斎藤健農相(右)に佐賀県の政策提案を手渡す山口祥義知事=東京・霞が関の農林水産省

 佐賀県の山口祥義知事ら県幹部と県選出国会議員が国への政策提案内容について議論する行政懇談会が25日、東京都内で開かれた。熊本地震や九州北部豪雨の実績を踏まえて県を広域的な防災拠点とすることや、5年後に県内で開く国体・全国障害者スポーツ大会を見据えた財政支援を提案し、議員らに実現に向けた協力を呼び掛けた。

 県関係国会議員7人中6人と、県議会の正副議長をはじめ、常任委員会の正副委員長が出席した。山口祥義知事は「今年は明治150年で佐賀にとっては大事な飛躍の機会。こういう時こそ、われわれ佐賀の政治家が力を合わせ、前へ進めていきたい」と強調した。

 提案では九州新幹線長崎ルートを項目から外した。これまでフリーゲージトレインの技術開発や地元の負担軽減を要望していたが、県は「前提となる計画が不透明になり、提案に加えなかった」と説明している。

 国営諫早湾干拓事業の開門調査は海況変化の原因究明策の一つとして盛り込んだ。
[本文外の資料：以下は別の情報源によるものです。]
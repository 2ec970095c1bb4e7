use crate::{Board, BOARD_SIZE};

/// Characters available for a cell's title, not counting the mark indicator.
const TITLE_WIDTH: usize = 10;

/// Draws the board as a grid of boxes.
///
/// Marked cells are prefixed with `■`, titles that don't fit are cut off with `…`.
pub fn visualize_board(board: &Board) -> String {
    let cell_width = TITLE_WIDTH + 2;
    let border = |left: char, middle: char, right: char| {
        let mut line = String::from("   ");
        line.push(left);
        for col in 0..BOARD_SIZE {
            line += &"─".repeat(cell_width);
            line.push(if col + 1 == BOARD_SIZE { right } else { middle });
        }
        line
    };

    let mut result = format!("{}\n   ", board.title);
    for col in 0..BOARD_SIZE {
        result += &format!(" {:^width$}", col, width = cell_width);
    }
    result += "\n";
    result += &border('╭', '┬', '╮');
    for (row, cells_in_row) in board.cells().iter().enumerate() {
        if row > 0 {
            result += "\n";
            result += &border('├', '┼', '┤');
        }
        result += &format!("\n{:>2} │", row);
        for cell in cells_in_row {
            let indicator = if cell.is_marked { '■' } else { ' ' };
            result += &format!(
                "{} {:<width$}│",
                indicator,
                shorten(&cell.title),
                width = TITLE_WIDTH
            );
        }
    }
    result += "\n";
    result += &border('╰', '┴', '╯');
    result
}

fn shorten(title: &str) -> String {
    if title.chars().count() <= TITLE_WIDTH {
        String::from(title)
    } else {
        let mut short: String = title.chars().take(TITLE_WIDTH - 1).collect();
        short.push('…');
        short
    }
}
use bingo::{Board, BoardId, Username};
use tracing::{debug, warn};

use crate::{BoardGateway, PersistenceError};

/// One user's editing session.
///
/// The session owns the open board and saves it through the gateway after
/// every change that actually did something. If saving fails, the change
/// stays applied locally, the board is flagged as unsaved, and the error is
/// handed back; calling [`Self::save()`] again is up to the caller.
pub struct Session<G> {
    gateway: G,
    user: Username,
    board: Option<Board>,
    unsaved: bool,
}

/// The result of [`Session::toggle_mark()`].
#[derive(Clone, Copy, Debug, PartialEq, Eq)]
pub struct Toggle {
    /// Whether the mark flipped at all.
    pub changed: bool,
    /// Whether this mark completed a line.
    pub completed_bingo: bool,
}

impl<G: BoardGateway> Session<G> {
    pub fn new(gateway: G, user: Username) -> Self {
        Self {
            gateway,
            user,
            board: None,
            unsaved: false,
        }
    }

    pub fn user(&self) -> &Username {
        &self.user
    }

    pub fn gateway(&self) -> &G {
        &self.gateway
    }

    /// The open board, if any.
    pub fn board(&self) -> Option<&Board> {
        self.board.as_ref()
    }

    pub fn has_unsaved_changes(&self) -> bool {
        self.unsaved
    }

    /// The boards of the session's user.
    pub fn boards(&self) -> Result<Vec<Board>, PersistenceError> {
        self.gateway.load_boards_for_owner(&self.user)
    }

    pub fn public_boards(&self, limit: usize) -> Result<Vec<Board>, PersistenceError> {
        self.gateway.load_public_boards(limit)
    }

    /// Creates and saves an empty board owned by the session's user, and opens it.
    pub fn create_board(&mut self, title: &str, is_public: bool) -> Result<&Board, PersistenceError> {
        let mut board = Board::new(title.trim(), Some(self.user.clone()));
        board.is_public = is_public;
        let saved = self.gateway.save_board(&board)?;
        debug!(board = ?saved.id, user = %self.user, "Created board");
        self.unsaved = false;
        Ok(self.board.insert(saved))
    }

    /// Loads a board and makes it the open one.
    ///
    /// Unsaved changes to the previously open board are dropped.
    pub fn open(&mut self, id: &BoardId) -> Result<&Board, PersistenceError> {
        let board = self.gateway.load_board(id)?;
        if self.unsaved {
            warn!(board = ?self.board.as_ref().and_then(|b| b.id.as_ref()), "Dropping unsaved changes");
        }
        self.unsaved = false;
        Ok(self.board.insert(board))
    }

    /// Closes the open board and returns it.
    pub fn close(&mut self) -> Option<Board> {
        self.unsaved = false;
        self.board.take()
    }

    pub fn edit_cell(&mut self, row: usize, col: usize, title: &str) -> Result<bool, PersistenceError> {
        self.mutate(|board| board.set_cell_title(row, col, title))
    }

    pub fn toggle_mark(&mut self, row: usize, col: usize) -> Result<Toggle, PersistenceError> {
        let changed = self.mutate(|board| board.toggle_mark(row, col))?;
        // Only the lines through this cell can have been completed just now
        let completed_bingo = changed
            && self.board.as_ref().is_some_and(|board| {
                board.cell(row, col).is_some_and(|cell| cell.is_marked)
                    && board.has_bingo_at(row, col)
            });
        Ok(Toggle {
            changed,
            completed_bingo,
        })
    }

    pub fn reset(&mut self) -> Result<bool, PersistenceError> {
        self.mutate(Board::reset)
    }

    pub fn clear(&mut self) -> Result<bool, PersistenceError> {
        self.mutate(Board::clear)
    }

    /// Whether the open board has a completed line.
    pub fn has_bingo(&self) -> bool {
        self.board.as_ref().is_some_and(Board::has_bingo)
    }

    /// Saves the open board.
    pub fn save(&mut self) -> Result<(), PersistenceError> {
        let board = self.board.as_ref().ok_or(PersistenceError::NoOpenBoard)?;
        match self.gateway.save_board(board) {
            Ok(saved) => {
                debug!(board = ?saved.id, "Saved changes");
                self.board = Some(saved);
                self.unsaved = false;
                Ok(())
            }
            Err(err) => {
                warn!(board = ?board.id, error = %err, "Failed to save board changes");
                Err(err)
            }
        }
    }

    fn mutate(&mut self, f: impl FnOnce(&mut Board) -> bool) -> Result<bool, PersistenceError> {
        let board = self.board.as_mut().ok_or(PersistenceError::NoOpenBoard)?;
        if !f(board) {
            return Ok(false);
        }
        self.unsaved = true;
        self.save()?;
        Ok(true)
    }
}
非公開の国会議員との意見交換では、佐賀空港への輸送機オスプレイ配備計画を含め、国政課題に関する質疑はなかった。

 この後、山口知事らは関係省庁を回り、大臣らに提案書を手渡した。農林水産省では斎藤健農相が「いろいろな面でお世話になり感謝申し上げる。有明海再生は関係者全員の一致した思いだ。予算は全力で確保に努める。どうせお金を使うなら成果が上がるようにしたい」と応じた。

 政策提案は政府の予算編成に反映させるため、各省庁が概算要求する前に例年実施している。